Minireview: Aldosterone Biosynthesis: Electrically Gated for Our Protection

Abstract

Aldosterone produced by adrenal zona glomerulosa (ZG) cells plays an important role in maintaining salt/water balance and, hence, blood pressure homeostasis. However, when dysregulated, aldosterone advances renal and cardiovascular disease states. Multiple steps in the steroidogenic pathway require Ca2+, and the sustained production of aldosterone depends on maintained Ca2+ entry into the ZG cell. Nevertheless, the recorded membrane potential of isolated ZG cells is extremely hyperpolarized, allowing the opening of only a small fraction of low-voltage-activated Ca2+ channels of the Cav3.x family, the major Ca2+ conductance on the ZG cell membrane. As a consequence, to activate sufficient Ca2+ channels to sustain the production of aldosterone, aldosterone secretagogs would be required to affect large decreases in membrane voltage, a requirement that is inconsistent with the exquisite sensitivity of aldosterone production in vivo to small changes (0.1 mm) in extracellular K+. In this review, we evaluate the contribution of membrane voltage and voltage-dependent Ca2+ channels to the control of aldosterone production and consider data highlighting the electrical excitability of the ZG cell.
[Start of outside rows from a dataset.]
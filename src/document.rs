//! PDF document loading and object resolution
//!
//! A `Document` is built from a complete input buffer: the cross-reference
//! chain is resolved first, then every live indirect object is materialized
//! into a flat table keyed by object number. Once built, a document is
//! immutable; extraction and merging only read from it.

use std::collections::{BTreeMap, HashMap, HashSet};
use std::fs::File;
use std::path::Path;

use memmap2::Mmap;

use crate::error::{Error, Result};
use crate::filter::decode_stream;
use crate::lexer::Token;
use crate::object::{Dict, Name, ObjRef, Object};
use crate::parser::{self, Parser};
use crate::xref::{XrefEntryType, XrefStreamDecoder, XrefTable};

/// How many bytes before end-of-file the startxref anchor is searched in
const STARTXREF_WINDOW: usize = 1024;

/// A fully loaded PDF document
pub struct Document {
    /// Header version, e.g. "1.7"
    version: String,
    /// Resolved cross-reference index
    xref: XrefTable,
    /// Trailer dictionary, merged across the chain with the newest
    /// section winning per key
    trailer: Dict,
    /// Materialized objects keyed by object number
    objects: HashMap<i32, Object>,
    /// Root catalog reference from the trailer
    root: Option<ObjRef>,
}

impl Document {
    /// Load a document from a file via a memory mapping.
    pub fn open<P: AsRef<Path>>(path: P) -> Result<Self> {
        let file = File::open(path)?;
        // Safety: the mapping is only read below and the file handle stays
        // open until the load completes.
        let mmap = unsafe { Mmap::map(&file)? };
        Self::from_bytes(&mmap)
    }

    /// Load a document from an in-memory buffer.
    ///
    /// The buffer must hold the complete file; offsets in the
    /// cross-reference data are resolved against it directly.
    pub fn from_bytes(data: &[u8]) -> Result<Self> {
        let version = parser::parse_header(data)?;
        let start = find_startxref(data)?;
        let (xref, trailer) = read_xref_chain(data, start)?;

        // Encrypted documents are rejected outright, before any object
        // materialization, rather than passed through undecrypted.
        match trailer.get(&Name::new("Encrypt")) {
            None | Some(Object::Null) => {}
            Some(_) => return Err(Error::EncryptedDocument),
        }

        let objects = materialize(data, &xref)?;
        let root = trailer
            .get(&Name::new("Root"))
            .and_then(Object::as_reference);
        log::debug!(
            "loaded PDF {}: {} xref entries, {} live objects",
            version,
            xref.len(),
            objects.len()
        );

        Ok(Self {
            version,
            xref,
            trailer,
            objects,
            root,
        })
    }

    /// Header version, e.g. "1.4"
    pub fn version(&self) -> &str {
        &self.version
    }

    /// The merged trailer dictionary
    pub fn trailer(&self) -> &Dict {
        &self.trailer
    }

    /// Number of live (non-free) objects
    pub fn object_count(&self) -> usize {
        self.objects.len()
    }

    /// Look up an indirect object.
    ///
    /// Fails with a dangling-reference error when the object number is
    /// absent, free, or recorded under a different generation.
    pub fn get_object(&self, r: ObjRef) -> Result<&Object> {
        let entry = self
            .xref
            .get(r.num)
            .ok_or_else(|| Error::dangling(r.num, r.generation))?;
        if entry.generation as i32 != r.generation {
            return Err(Error::dangling(r.num, r.generation));
        }
        self.objects
            .get(&r.num)
            .ok_or_else(|| Error::dangling(r.num, r.generation))
    }

    /// Follow a reference exactly one hop; any other value passes through.
    pub fn resolve<'a>(&'a self, obj: &'a Object) -> Result<&'a Object> {
        match obj {
            Object::Ref(r) => self.get_object(*r),
            other => Ok(other),
        }
    }

    /// The catalog dictionary named by the trailer's /Root.
    pub fn catalog(&self) -> Result<&Dict> {
        let root = self.root.ok_or(Error::MissingPageTree)?;
        match self.get_object(root)? {
            Object::Dict(d) => Ok(d),
            _ => Err(Error::MissingPageTree),
        }
    }

    /// The root node of the page tree, from the catalog's /Pages.
    pub fn root_pages_node(&self) -> Result<&Object> {
        let catalog = self.catalog()?;
        let pages = catalog
            .get(&Name::new("Pages"))
            .ok_or(Error::MissingPageTree)?;
        let node = self.resolve(pages)?;
        match node {
            Object::Dict(_) => Ok(node),
            _ => Err(Error::MissingPageTree),
        }
    }

    /// Declared page count, from the root Pages node's /Count.
    ///
    /// This is what the document claims, not what traversal finds; the
    /// page extractor counts actual leaves and is the authority.
    pub fn page_count(&self) -> Result<i64> {
        let root = self.root_pages_node()?;
        let count = root.dict_get("Count").ok_or(Error::MissingPageTree)?;
        self.resolve(count)?
            .as_int()
            .ok_or(Error::MissingPageTree)
    }
}

/// Locate the last startxref keyword near end-of-file and read its offset.
fn find_startxref(data: &[u8]) -> Result<usize> {
    let tail_start = data.len().saturating_sub(STARTXREF_WINDOW);
    let tail = &data[tail_start..];
    let Some(found) = tail.windows(9).rposition(|w| w == b"startxref") else {
        return Err(Error::xref("startxref not found near end of file"));
    };

    let mut parser = Parser::new_at(data, tail_start + found + 9);
    let offset = parser
        .expect_int()
        .map_err(|_| Error::xref("startxref offset is not an integer"))?;
    if offset < 0 || offset as usize >= data.len() {
        return Err(Error::xref(format!(
            "startxref offset {offset} is outside the file"
        )));
    }
    Ok(offset as usize)
}

/// Walk the cross-reference chain from the newest section backwards.
///
/// Entries are inserted first-seen-wins, so a section closer to the end
/// of the file overrides any older section for the same object number.
/// The trailer is merged the same way, key by key. Hybrid files queue the
/// /XRefStm stream ahead of /Prev.
fn read_xref_chain(data: &[u8], start: usize) -> Result<(XrefTable, Dict)> {
    let mut xref = XrefTable::new();
    let mut trailer = Dict::new();
    let mut stack: Vec<i64> = vec![start as i64];
    let mut visited: HashSet<i64> = HashSet::new();

    while let Some(offset) = stack.pop() {
        if offset < 0 || offset as usize >= data.len() {
            return Err(Error::xref(format!(
                "xref section offset {offset} is outside the file"
            )));
        }
        if !visited.insert(offset) {
            log::warn!("xref chain revisits offset {offset}, ignoring the repeat");
            continue;
        }

        let section_trailer = read_section(data, offset as usize, &mut xref)?;
        for (key, value) in &section_trailer {
            trailer
                .entry(key.clone())
                .or_insert_with(|| value.clone());
        }

        // Pop order makes the hybrid stream read before the previous section.
        if let Some(prev) = int_value(&section_trailer, "Prev") {
            stack.push(prev);
        }
        if let Some(stm) = int_value(&section_trailer, "XRefStm") {
            stack.push(stm);
        }
    }
    Ok((xref, trailer))
}

fn int_value(dict: &Dict, key: &str) -> Option<i64> {
    dict.get(&Name::new(key)).and_then(Object::as_int)
}

/// Read one chain section, classic table or cross-reference stream, and
/// return its trailer dictionary.
fn read_section(data: &[u8], offset: usize, xref: &mut XrefTable) -> Result<Dict> {
    let mut parser = Parser::new_at(data, offset);
    match parser.next_token()? {
        Token::Xref => {
            for entry in parser.parse_xref()? {
                xref.add_if_absent(entry);
            }
            parser.parse_trailer()
        }
        Token::Int => read_stream_section(data, offset, xref),
        other => Err(Error::xref(format!(
            "offset {offset} does not hold an xref section (found {other:?})"
        ))),
    }
}

/// Read a cross-reference stream section. Its dictionary doubles as the
/// section trailer.
fn read_stream_section(data: &[u8], offset: usize, xref: &mut XrefTable) -> Result<Dict> {
    let mut parser = Parser::new_at(data, offset);
    // Everything in a cross-reference stream dictionary must be direct,
    // so no length resolver is needed here.
    let (num, _, obj) = parser.parse_indirect_object(|_| None)?;
    let Object::Stream { dict, data: raw } = obj else {
        return Err(Error::xref(format!(
            "object {num} at offset {offset} is not a cross-reference stream"
        )));
    };
    if let Some(t) = dict.get(&Name::new("Type")).and_then(Object::as_name) {
        if t.as_str() != "XRef" {
            return Err(Error::xref(format!(
                "stream at offset {offset} has /Type /{}, expected /XRef",
                t.as_str()
            )));
        }
    }

    let decoded = decode_stream(&dict, &raw, |_| None)?;
    let decoder = XrefStreamDecoder::from_dict(&dict)?;
    for entry in decoder.decode(&decoded)? {
        xref.add_if_absent(entry);
    }
    Ok(dict)
}

/// Parse every live object into a flat table.
///
/// In-use entries are parsed straight from their byte offsets; compressed
/// entries are grouped per container stream and unpacked afterwards, so
/// each container is decoded exactly once.
fn materialize(data: &[u8], xref: &XrefTable) -> Result<HashMap<i32, Object>> {
    let mut objects = HashMap::with_capacity(xref.len());
    let mut compressed: BTreeMap<i32, Vec<(i32, u32)>> = BTreeMap::new();

    for num in xref.object_numbers() {
        let Some(entry) = xref.get(num) else { continue };
        match entry.entry_type {
            XrefEntryType::Free => {}
            XrefEntryType::InUse => {
                let obj = parse_entry_object(data, xref, num, entry.generation, entry.offset)?;
                objects.insert(num, obj);
            }
            XrefEntryType::Compressed => {
                if entry.offset < 0 || entry.offset > i32::MAX as i64 {
                    return Err(Error::xref(format!(
                        "object {num}: container number {} out of range",
                        entry.offset
                    )));
                }
                compressed
                    .entry(entry.offset as i32)
                    .or_default()
                    .push((num, entry.index));
            }
        }
    }

    for (container_num, members) in compressed {
        load_container_members(&mut objects, container_num, &members)?;
    }
    Ok(objects)
}

/// Parse the in-use object for one xref entry and verify its header.
fn parse_entry_object(
    data: &[u8],
    xref: &XrefTable,
    num: i32,
    generation: u16,
    offset: i64,
) -> Result<Object> {
    if offset < 0 || offset as usize >= data.len() {
        return Err(Error::xref(format!(
            "object {num}: offset {offset} is outside the file"
        )));
    }

    let mut parser = Parser::new_at(data, offset as usize);
    let (parsed_num, parsed_gen, obj) =
        parser.parse_indirect_object(|r| resolve_length_ref(data, xref, r))?;
    if parsed_num != num {
        return Err(Error::xref(format!(
            "offset {offset} holds object {parsed_num}, xref expected {num}"
        )));
    }
    if parsed_gen != generation as i32 {
        log::warn!(
            "object {num}: header generation {parsed_gen} disagrees with xref generation {generation}"
        );
    }
    Ok(obj)
}

/// Resolve an indirect /Length by parsing its target directly from the
/// buffer. Anything unresolvable returns None and lets the stream reader
/// fall back to its endstream scan.
fn resolve_length_ref(data: &[u8], xref: &XrefTable, r: ObjRef) -> Option<i64> {
    let entry = xref.get(r.num)?;
    if !entry.is_in_use() || entry.offset < 0 || entry.offset as usize >= data.len() {
        return None;
    }
    let mut parser = Parser::new_at(data, entry.offset as usize);
    let (num, _, obj) = parser.parse_indirect_object(|_| None).ok()?;
    if num != r.num {
        return None;
    }
    obj.as_int()
}

/// Unpack the requested members of one /ObjStm container.
fn load_container_members(
    objects: &mut HashMap<i32, Object>,
    container_num: i32,
    members: &[(i32, u32)],
) -> Result<()> {
    let (dict, raw) = match objects.get(&container_num) {
        Some(Object::Stream { dict, data }) => (dict.clone(), data.clone()),
        Some(_) => {
            return Err(Error::xref(format!(
                "object stream {container_num} is not a stream"
            )));
        }
        None => {
            return Err(Error::xref(format!(
                "object stream {container_num} is missing"
            )));
        }
    };
    if let Some(t) = dict.get(&Name::new("Type")).and_then(Object::as_name) {
        if t.as_str() != "ObjStm" {
            return Err(Error::xref(format!(
                "object stream {container_num} has /Type /{}, expected /ObjStm",
                t.as_str()
            )));
        }
    }

    let decoded = decode_stream(&dict, &raw, |r| objects.get(&r.num).cloned())?;
    let n = int_value(&dict, "N")
        .ok_or_else(|| Error::xref(format!("object stream {container_num} has no /N")))?;
    let first = int_value(&dict, "First")
        .ok_or_else(|| Error::xref(format!("object stream {container_num} has no /First")))?;
    if n < 0 || first < 0 || first as usize > decoded.len() {
        return Err(Error::xref(format!(
            "object stream {container_num} has invalid /N or /First"
        )));
    }

    // Header: n pairs of (object number, offset relative to /First)
    let mut header = Parser::new(&decoded);
    let mut pairs = Vec::with_capacity(n as usize);
    for _ in 0..n {
        let num = header.expect_int().map_err(|e| {
            Error::xref(format!("object stream {container_num} header: {e}"))
        })?;
        let off = header.expect_int().map_err(|e| {
            Error::xref(format!("object stream {container_num} header: {e}"))
        })?;
        pairs.push((num, off));
    }

    for &(num, index) in members {
        let idx = index as usize;
        let Some(&(header_num, header_off)) = pairs.get(idx) else {
            return Err(Error::xref(format!(
                "object {num}: index {idx} out of range in object stream {container_num}"
            )));
        };
        if header_num != num as i64 {
            return Err(Error::xref(format!(
                "object stream {container_num} lists object {header_num} at index {idx}, expected {num}"
            )));
        }
        let at = match first.checked_add(header_off) {
            Some(at) if (0..decoded.len() as i64).contains(&at) => at as usize,
            _ => {
                return Err(Error::xref(format!(
                    "object {num}: offset {header_off} is outside object stream {container_num}"
                )));
            }
        };
        let obj = Parser::new_at(&decoded, at).parse_object()?;
        objects.insert(num, obj);
    }
    Ok(())
}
This intrinsic capacity of ZG cells to behave as electrical oscillators provides a platform from which to generate a recurring Ca2+ signal that is compatible with the lengthy time course of steroidogenesis and provides an alternative model for the physiological regulation of aldosterone production that permits both amplitude and temporal modulation of the Ca2+ signal.